Servetus, Michael, in Spanish, Miguel Serveto (1511-1553), Spanish physician and theologian, who was executed for his beliefs by the Calvinist government of Geneva. He was born in Villanueva de Sijena, Huesca Province. He studied law at the University of Toulouse, medicine at the universities of Paris and Montpellier, and theology at Leuven. Beginning in 1540 he practiced medicine in Vienne, France, where he also served as the personal physician to the archbishop. About 1545 he began a correspondence with the French Protestant theologian John Calvin.
Although still a nominal Catholic, he described his heretical opposition to the concept of the Trinity and requested permission to visit the theocratic city of Geneva. He was arrested while attending church in Geneva, convicted of heresy and blasphemy against Christianity, and burned at the stake on October 27, 1553.
Servetus's religious opinions were strongly opposed by Catholics and Protestants of his time. In 1531 he repudiated, in his De Trinitatis Erroribus (On the Error of the Trinity), the tripartite personality of God as well as the ritual of baptism. In 1532 he wrote Dialogorum de Trinitate Libri Duo (Second Book of Dialogues on the Trinity).

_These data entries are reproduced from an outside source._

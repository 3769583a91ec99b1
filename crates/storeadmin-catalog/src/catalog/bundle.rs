//! Bundle items, their attribute filters and order snapshots.

use crate::ids::{
    AttributeValueId, BundleItemFilterId, BundleItemId, ProductId, VariantAttributeId,
};
use crate::money::Money;
use crate::CatalogError;
use serde::{Deserialize, Serialize};

/// Discount granted on a bundle item's price.
#[derive(Debug, Clone, Copy, PartialEq, Serialize, Deserialize)]
pub enum BundleItemDiscount {
    /// Percentage off the unit price (0-100).
    Percentage(f64),
    /// Fixed amount off the unit price.
    Amount(Money),
}

impl BundleItemDiscount {
    /// Apply to a unit price. Never goes below zero.
    pub fn apply(&self, unit_price: Money) -> Result<Money, CatalogError> {
        let discounted = match self {
            BundleItemDiscount::Percentage(percent) => {
                unit_price.checked_sub(&unit_price.percentage(*percent))?
            }
            BundleItemDiscount::Amount(amount) => unit_price.checked_sub(amount)?,
        };
        Ok(discounted.non_negative())
    }

    pub fn validate(&self) -> Result<(), CatalogError> {
        match self {
            BundleItemDiscount::Percentage(percent) if !(0.0..=100.0).contains(percent) => Err(
                CatalogError::ValidationError(format!("discount percentage {} out of range", percent)),
            ),
            BundleItemDiscount::Amount(amount) if amount.is_negative() => Err(
                CatalogError::ValidationError("discount amount must not be negative".to_string()),
            ),
            _ => Ok(()),
        }
    }
}

/// A child product placed in a bundle.
#[derive(Debug, Clone, Serialize, Deserialize, PartialEq)]
pub struct ProductBundleItem {
    pub id: BundleItemId,
    pub bundle_product_id: ProductId,
    pub product_id: ProductId,
    pub quantity: u32,
    pub discount: Option<BundleItemDiscount>,
    /// Overrides the child product name inside the bundle.
    pub name: Option<String>,
    pub short_description: Option<String>,
    pub hide_thumbnail: bool,
    pub visible: bool,
    pub published: bool,
    pub display_order: i32,
    /// Restrict the child's attribute values to the filter rows.
    pub filter_attributes: bool,
}

impl ProductBundleItem {
    /// New bundle item with quantity 1, visible and published.
    pub fn new(bundle_product_id: ProductId, product_id: ProductId, display_order: i32) -> Self {
        Self {
            id: BundleItemId::new(0),
            bundle_product_id,
            product_id,
            quantity: 1,
            discount: None,
            name: None,
            short_description: None,
            hide_thumbnail: false,
            visible: true,
            published: true,
            display_order,
            filter_attributes: false,
        }
    }

    /// Whether the item shows up in the storefront and in order snapshots.
    pub fn is_active(&self) -> bool {
        self.visible && self.published
    }
}

/// Restricts (and optionally pre-selects) an attribute value for a bundle slot.
#[derive(Debug, Clone, Serialize, Deserialize, PartialEq, Eq)]
pub struct ProductBundleItemAttributeFilter {
    pub id: BundleItemFilterId,
    pub bundle_item_id: BundleItemId,
    pub attribute_id: VariantAttributeId,
    pub attribute_value_id: AttributeValueId,
    pub is_pre_selected: bool,
}

impl ProductBundleItemAttributeFilter {
    pub fn new(
        bundle_item_id: BundleItemId,
        attribute_id: VariantAttributeId,
        attribute_value_id: AttributeValueId,
        is_pre_selected: bool,
    ) -> Self {
        Self {
            id: BundleItemFilterId::new(0),
            bundle_item_id,
            attribute_id,
            attribute_value_id,
            is_pre_selected,
        }
    }
}

/// Snapshot of a bundle item taken when an order is placed.
#[derive(Debug, Clone, Serialize, Deserialize, PartialEq)]
pub struct BundleItemOrderData {
    pub bundle_item_id: BundleItemId,
    pub product_id: ProductId,
    pub sku: Option<String>,
    pub product_name: String,
    pub quantity: u32,
    pub display_order: i32,
    /// Tax-adjusted unit price; only set for per-item priced bundles.
    pub price_with_discount: Option<Money>,
    pub attributes_xml: String,
    pub per_item_shopping_cart: bool,
}
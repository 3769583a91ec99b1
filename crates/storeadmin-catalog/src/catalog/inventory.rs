//! Inventory settings edited on the product inventory tab.

use crate::CatalogError;
use serde::{Deserialize, Serialize};

/// How stock is tracked for a product.
#[derive(Debug, Clone, Copy, PartialEq, Eq, Hash, Serialize, Deserialize, Default)]
pub enum ManageInventoryMethod {
    /// No stock tracking.
    #[default]
    DontManage,
    /// Track one stock quantity for the product.
    ManageStock,
    /// Track stock per attribute combination.
    ManageStockByAttributes,
}

/// What happens when stock runs out.
#[derive(Debug, Clone, Copy, PartialEq, Eq, Hash, Serialize, Deserialize, Default)]
pub enum BackorderMode {
    #[default]
    NoBackorders,
    AllowQtyBelowZero,
    AllowQtyBelowZeroAndNotify,
}

/// Inventory settings for a product.
#[derive(Debug, Clone, Serialize, Deserialize, PartialEq)]
pub struct InventorySettings {
    pub method: ManageInventoryMethod,
    pub stock_quantity: i64,
    pub display_stock_availability: bool,
    pub min_stock_quantity: i64,
    /// Notify the admin when stock drops below this quantity.
    pub notify_admin_below: Option<i64>,
    pub backorder_mode: BackorderMode,
    pub order_minimum_quantity: u32,
    pub order_maximum_quantity: u32,
    /// Fixed quantities a customer may choose from; empty means any.
    pub allowed_quantities: Vec<u32>,
}

impl Default for InventorySettings {
    fn default() -> Self {
        Self {
            method: ManageInventoryMethod::DontManage,
            stock_quantity: 0,
            display_stock_availability: false,
            min_stock_quantity: 0,
            notify_admin_below: None,
            backorder_mode: BackorderMode::NoBackorders,
            order_minimum_quantity: 1,
            order_maximum_quantity: 10_000,
            allowed_quantities: Vec::new(),
        }
    }
}

impl InventorySettings {
    /// Whether stock is tracked per attribute combination.
    pub fn tracks_combinations(&self) -> bool {
        self.method == ManageInventoryMethod::ManageStockByAttributes
    }

    /// Check the cart quantity bounds.
    pub fn validate(&self) -> Result<(), CatalogError> {
        if self.order_minimum_quantity == 0 {
            return Err(CatalogError::InvalidInventory(
                "order minimum quantity must be at least 1".to_string(),
            ));
        }
        if self.order_minimum_quantity > self.order_maximum_quantity {
            return Err(CatalogError::InvalidInventory(format!(
                "order minimum quantity {} exceeds maximum {}",
                self.order_minimum_quantity, self.order_maximum_quantity
            )));
        }
        if self.allowed_quantities.iter().any(|q| *q == 0) {
            return Err(CatalogError::InvalidInventory(
                "allowed quantities must be positive".to_string(),
            ));
        }
        Ok(())
    }
}

#[cfg(test)]
mod tests {
    use super::*;

    #[test]
    fn test_default_settings_are_valid() {
        assert!(InventorySettings::default().validate().is_ok());
    }

    #[test]
    fn test_min_above_max_is_rejected() {
        let settings = InventorySettings {
            order_minimum_quantity: 20,
            order_maximum_quantity: 10,
            ..Default::default()
        };
        assert!(matches!(
            settings.validate(),
            Err(CatalogError::InvalidInventory(_))
        ));
    }

    #[test]
    fn test_zero_allowed_quantity_is_rejected() {
        let settings = InventorySettings {
            allowed_quantities: vec![1, 0, 12],
            ..Default::default()
        };
        assert!(settings.validate().is_err());
    }

    #[test]
    fn test_tracks_combinations_only_by_attributes() {
        let mut settings = InventorySettings::default();
        assert!(!settings.tracks_combinations());
        settings.method = ManageInventoryMethod::ManageStockByAttributes;
        assert!(settings.tracks_combinations());
    }
}
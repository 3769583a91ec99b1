//! Operation-level authorization.
//!
//! Every admin operation is named by an [`Operation`]. A [`PermissionPolicy`]
//! maps each operation to the [`Permission`] it requires, and principals get
//! permissions through their [`Role`]s. The admin facade checks the policy
//! once per call, so individual operations never repeat the check.

use serde::{Deserialize, Serialize};
use std::collections::HashMap;
use std::fmt;
use std::str::FromStr;

use crate::error::{AdminError, Result};

/// A capability an admin principal can hold.
#[derive(Debug, Clone, Copy, PartialEq, Eq, Hash, Serialize, Deserialize)]
#[serde(rename_all = "snake_case")]
pub enum Permission {
    AccessAdminPanel,
    ManageCatalog,
    ManageSettings,
    ManageAcl,
}

impl Permission {
    pub fn as_str(&self) -> &'static str {
        match self {
            Permission::AccessAdminPanel => "access_admin_panel",
            Permission::ManageCatalog => "manage_catalog",
            Permission::ManageSettings => "manage_settings",
            Permission::ManageAcl => "manage_acl",
        }
    }
}

impl fmt::Display for Permission {
    fn fmt(&self, f: &mut fmt::Formatter<'_>) -> fmt::Result {
        f.write_str(self.as_str())
    }
}

/// Admin operations subject to authorization.
#[derive(Debug, Clone, Copy, PartialEq, Eq, Hash, Serialize, Deserialize)]
#[serde(rename_all = "snake_case")]
pub enum Operation {
    ViewProduct,
    EditProduct,
    ExportProducts,
    ListCombinations,
    AddCombination,
    DeleteCombination,
    CreateAllCombinations,
    DeleteAllCombinations,
    ListBundleItems,
    AddBundleItems,
    UpdateBundleItem,
    DeleteBundleItem,
    SnapshotBundle,
}

impl Operation {
    pub const ALL: [Operation; 13] = [
        Operation::ViewProduct,
        Operation::EditProduct,
        Operation::ExportProducts,
        Operation::ListCombinations,
        Operation::AddCombination,
        Operation::DeleteCombination,
        Operation::CreateAllCombinations,
        Operation::DeleteAllCombinations,
        Operation::ListBundleItems,
        Operation::AddBundleItems,
        Operation::UpdateBundleItem,
        Operation::DeleteBundleItem,
        Operation::SnapshotBundle,
    ];

    pub fn as_str(&self) -> &'static str {
        match self {
            Operation::ViewProduct => "view_product",
            Operation::EditProduct => "edit_product",
            Operation::ExportProducts => "export_products",
            Operation::ListCombinations => "list_combinations",
            Operation::AddCombination => "add_combination",
            Operation::DeleteCombination => "delete_combination",
            Operation::CreateAllCombinations => "create_all_combinations",
            Operation::DeleteAllCombinations => "delete_all_combinations",
            Operation::ListBundleItems => "list_bundle_items",
            Operation::AddBundleItems => "add_bundle_items",
            Operation::UpdateBundleItem => "update_bundle_item",
            Operation::DeleteBundleItem => "delete_bundle_item",
            Operation::SnapshotBundle => "snapshot_bundle",
        }
    }

    /// Permission required when the policy has no override.
    pub fn default_permission(&self) -> Permission {
        match self {
            Operation::ViewProduct
            | Operation::ListCombinations
            | Operation::ListBundleItems
            | Operation::SnapshotBundle => Permission::AccessAdminPanel,
            _ => Permission::ManageCatalog,
        }
    }
}

impl fmt::Display for Operation {
    fn fmt(&self, f: &mut fmt::Formatter<'_>) -> fmt::Result {
        f.write_str(self.as_str())
    }
}

impl FromStr for Operation {
    type Err = AdminError;

    fn from_str(s: &str) -> Result<Self> {
        Operation::ALL
            .iter()
            .copied()
            .find(|op| op.as_str() == s)
            .ok_or_else(|| AdminError::Config(format!("unknown operation: {}", s)))
    }
}

/// Role of an admin principal.
#[derive(Debug, Clone, Copy, PartialEq, Eq, Hash, Serialize, Deserialize, Default)]
#[serde(rename_all = "snake_case")]
pub enum Role {
    /// Storefront customer, no admin access.
    #[default]
    Customer,
    /// Store staff with catalog access.
    Staff,
    /// Store administrator.
    Admin,
    /// Full access, including ACL management.
    SuperAdmin,
}

impl Role {
    pub fn as_str(&self) -> &'static str {
        match self {
            Role::Customer => "customer",
            Role::Staff => "staff",
            Role::Admin => "admin",
            Role::SuperAdmin => "super_admin",
        }
    }

    /// Permissions granted by this role.
    pub fn permissions(&self) -> &'static [Permission] {
        use Permission::*;
        match self {
            Role::Customer => &[],
            Role::Staff => &[AccessAdminPanel, ManageCatalog],
            Role::Admin => &[AccessAdminPanel, ManageCatalog, ManageSettings],
            Role::SuperAdmin => &[AccessAdminPanel, ManageCatalog, ManageSettings, ManageAcl],
        }
    }
}

impl FromStr for Role {
    type Err = AdminError;

    fn from_str(s: &str) -> Result<Self> {
        match s.trim() {
            "customer" => Ok(Role::Customer),
            "staff" => Ok(Role::Staff),
            "admin" => Ok(Role::Admin),
            "super_admin" => Ok(Role::SuperAdmin),
            other => Err(AdminError::Config(format!("unknown role: {}", other))),
        }
    }
}

/// The user an admin operation runs on behalf of.
#[derive(Debug, Clone, PartialEq, Serialize, Deserialize)]
pub struct Principal {
    pub name: String,
    pub roles: Vec<Role>,
}

impl Principal {
    pub fn new(name: impl Into<String>, roles: Vec<Role>) -> Self {
        Self {
            name: name.into(),
            roles,
        }
    }

    pub fn has_permission(&self, permission: Permission) -> bool {
        self.roles
            .iter()
            .any(|role| role.permissions().contains(&permission))
    }
}

/// Maps operations to the permission they require.
#[derive(Debug, Clone, Default, PartialEq, Serialize, Deserialize)]
pub struct PermissionPolicy {
    #[serde(default)]
    overrides: HashMap<Operation, Permission>,
}

impl PermissionPolicy {
    pub fn new() -> Self {
        Self::default()
    }

    /// Require a different permission for an operation.
    pub fn with_override(mut self, operation: Operation, permission: Permission) -> Self {
        self.overrides.insert(operation, permission);
        self
    }

    pub fn required(&self, operation: Operation) -> Permission {
        self.overrides
            .get(&operation)
            .copied()
            .unwrap_or_else(|| operation.default_permission())
    }

    /// Check that `principal` may run `operation`.
    pub fn authorize(&self, principal: &Principal, operation: Operation) -> Result<()> {
        let permission = self.required(operation);
        if principal.has_permission(permission) {
            return Ok(());
        }

        tracing::warn!(
            principal = %principal.name,
            %operation,
            %permission,
            "admin operation denied"
        );
        Err(AdminError::PermissionDenied {
            principal: principal.name.clone(),
            operation,
            permission,
        })
    }
}
//! Admin configuration.

use serde::{Deserialize, Serialize};
use std::path::Path;
use storeadmin_catalog::Currency;

use crate::error::{AdminError, Result};
use crate::permissions::PermissionPolicy;

/// Settings shared by all admin operations.
#[derive(Debug, Clone, Default, PartialEq, Serialize, Deserialize)]
pub struct AdminConfig {
    /// Store currency.
    #[serde(default)]
    pub currency: Currency,

    /// Defaults for generated attribute combinations.
    #[serde(default)]
    pub combinations: CombinationDefaults,

    /// Export/print batch settings.
    #[serde(default)]
    pub batch: BatchConfig,

    /// Tax settings used for bundle item prices.
    #[serde(default)]
    pub tax: TaxConfig,

    /// Operation permission overrides.
    #[serde(default)]
    pub permissions: PermissionPolicy,
}

impl AdminConfig {
    pub fn from_toml_str(content: &str) -> Result<Self> {
        Ok(toml::from_str(content)?)
    }

    pub fn to_toml_string(&self) -> Result<String> {
        toml::to_string_pretty(self).map_err(|e| AdminError::Config(e.to_string()))
    }

    /// Load config from a TOML file.
    pub fn load(path: impl AsRef<Path>) -> Result<Self> {
        let path = path.as_ref();
        let content = std::fs::read_to_string(path).map_err(|e| {
            AdminError::Config(format!("failed to read {}: {}", path.display(), e))
        })?;
        Self::from_toml_str(&content)
    }
}

/// Values written into combinations created by "create all".
#[derive(Debug, Clone, PartialEq, Serialize, Deserialize)]
pub struct CombinationDefaults {
    #[serde(default = "default_stock_quantity")]
    pub stock_quantity: i64,
    #[serde(default = "default_true")]
    pub is_active: bool,
    #[serde(default = "default_true")]
    pub allow_out_of_stock_orders: bool,
}

fn default_stock_quantity() -> i64 {
    10_000
}

fn default_true() -> bool {
    true
}

impl Default for CombinationDefaults {
    fn default() -> Self {
        Self {
            stock_quantity: default_stock_quantity(),
            is_active: true,
            allow_out_of_stock_orders: true,
        }
    }
}

/// Batch limits for export and print operations.
#[derive(Debug, Clone, PartialEq, Serialize, Deserialize)]
pub struct BatchConfig {
    #[serde(default = "default_max_items")]
    pub max_items: usize,
}

fn default_max_items() -> usize {
    500
}

impl Default for BatchConfig {
    fn default() -> Self {
        Self {
            max_items: default_max_items(),
        }
    }
}

/// Flat-rate tax settings.
#[derive(Debug, Clone, PartialEq, Serialize, Deserialize)]
pub struct TaxConfig {
    /// Tax rate in percent.
    #[serde(default)]
    pub rate_percent: f64,
    /// Whether catalog prices are entered including tax.
    #[serde(default)]
    pub prices_include_tax: bool,
    /// Whether prices are shown to customers including tax.
    #[serde(default = "default_true")]
    pub display_prices_with_tax: bool,
}

impl Default for TaxConfig {
    fn default() -> Self {
        Self {
            rate_percent: 0.0,
            prices_include_tax: false,
            display_prices_with_tax: true,
        }
    }
}

#[cfg(test)]
mod tests {
    use super::*;

    #[test]
    fn test_defaults() {
        let config = AdminConfig::default();
        assert_eq!(config.combinations.stock_quantity, 10_000);
        assert!(config.combinations.is_active);
        assert!(config.combinations.allow_out_of_stock_orders);
        assert_eq!(config.batch.max_items, 500);
        assert_eq!(config.currency, Currency::USD);
    }

    #[test]
    fn test_partial_toml_keeps_defaults() {
        let config = AdminConfig::from_toml_str(
            r#"
            currency = "EUR"

            [tax]
            rate_percent = 19.0

            [batch]
            max_items = 250
            "#,
        )
        .unwrap();

        assert_eq!(config.currency, Currency::EUR);
        assert_eq!(config.batch.max_items, 250);
        assert!((config.tax.rate_percent - 19.0).abs() < f64::EPSILON);
        assert!(config.tax.display_prices_with_tax);
        assert_eq!(config.combinations.stock_quantity, 10_000);
    }

    #[test]
    fn test_toml_roundtrip() {
        let config = AdminConfig::default();
        let text = config.to_toml_string().unwrap();
        assert_eq!(AdminConfig::from_toml_str(&text).unwrap(), config);
    }

    #[test]
    fn test_invalid_toml_is_config_error() {
        assert!(matches!(
            AdminConfig::from_toml_str("batch = 3"),
            Err(AdminError::Config(_))
        ));
    }
}
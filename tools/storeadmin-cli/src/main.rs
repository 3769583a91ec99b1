//! StoreAdmin CLI - catalog administration over a JSON catalog snapshot.
//!
//! Commands:
//! - `storeadmin combinations` - Generate and manage attribute combinations
//! - `storeadmin bundle` - Manage bundle items, filters and order snapshots
//! - `storeadmin product` - Show, edit and export products
//! - `storeadmin config` - Manage configuration

mod commands;
mod config;
mod context;
mod output;

use anyhow::Result;
use clap::{Parser, Subcommand};
use tracing_subscriber::EnvFilter;

use commands::{BundleArgs, CombinationsArgs, ConfigArgs, ProductArgs};

/// StoreAdmin CLI - Administer a product catalog
#[derive(Parser)]
#[command(name = "storeadmin")]
#[command(author, version, about, long_about = None)]
#[command(propagate_version = true)]
struct Cli {
    /// Enable verbose output
    #[arg(short, long, global = true)]
    verbose: bool,

    /// Use JSON output format
    #[arg(long, global = true)]
    json: bool,

    /// Config file path
    #[arg(short, long, global = true)]
    config: Option<String>,

    /// Catalog snapshot path (overrides the config file)
    #[arg(long, global = true)]
    catalog: Option<String>,

    #[command(subcommand)]
    command: Commands,
}

#[derive(Subcommand)]
enum Commands {
    /// Generate and manage attribute combinations
    Combinations(CombinationsArgs),

    /// Manage bundle items
    Bundle(BundleArgs),

    /// Show, edit and export products
    Product(ProductArgs),

    /// Manage configuration
    Config(ConfigArgs),
}

fn init_tracing(verbose: bool) {
    let default_level = if verbose { "debug" } else { "warn" };
    let filter = EnvFilter::try_from_default_env().unwrap_or_else(|_| EnvFilter::new(default_level));
    let _ = tracing_subscriber::fmt()
        .with_env_filter(filter)
        .with_target(false)
        .with_writer(std::io::stderr)
        .try_init();
}

#[tokio::main]
async fn main() -> Result<()> {
    let cli = Cli::parse();
    init_tracing(cli.verbose);

    let output = output::Output::new(cli.verbose, cli.json);
    let ctx = match context::Context::load(cli.config.as_deref(), cli.catalog.as_deref(), output.clone()) {
        Ok(ctx) => ctx,
        Err(e) => {
            output.error(&format!("{:#}", e));
            std::process::exit(1);
        }
    };

    let result = match cli.command {
        Commands::Combinations(args) => commands::combinations::run(args, &ctx).await,
        Commands::Bundle(args) => commands::bundle::run(args, &ctx).await,
        Commands::Product(args) => commands::product::run(args, &ctx).await,
        Commands::Config(args) => commands::config::run(args, &ctx).await,
    };

    if let Err(e) = result {
        ctx.output.error(&format!("{:#}", e));
        std::process::exit(1);
    }

    Ok(())
}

His scientific contributions were also notable; his Christianismi Restitutio (The Restoration of Christianity), published shortly before his death in 1553, included the first accurate description of the pulmonary circulatory system.

See biographies by R. H. Bainton (1953) and J. F. Fulton (1954).

Bibliography:
De Trinitatis Erroribus Libri Septem

In investigating the holy mysteries of the divine Triad, I have thought that one ought to start from the man; for I see most men approaching their lofty speculation about the Word without having any fundamental understanding of CHRIST, and they attach little or no importance to the man, and give the true CHRIST quite over to oblivion. But I shall endeavor to recall to their memories who the CHRIST is. However, what and how much importance is to be attached to CHRIST, the Church shall decide.
Seeing that the pronoun indicates a man, whom they call the human nature, I shall admit these three things: first, this man is JESUS CHRIST; second, he is the Son of God; third, he is God.

Translated by WILBUR, E.M. The two treatises of Servetus on the Trinity. London: Harvard University Press, 1932, p. 6
Dialogorum de Trinitate Libri Duo

Petrucius. I hear the man speaking whom I was looking for. Ho there! What are you saying to yourself here alone?

Michael. I am greatly tormented in mind when I see that the minds of Christians are so estranged from any knowledge of the Son of God.

Pet. I too have seen some carried away with their minds perfectly enraged against you because you are bent upon taking away from them a large part of their Gods.

Mich. With what reasons, or by what Scriptures, do they censure me?

Translated by WILBUR, E.M. The two treatises of Servetus on the Trinity. London: Harvard University Press, 1932, p. 189.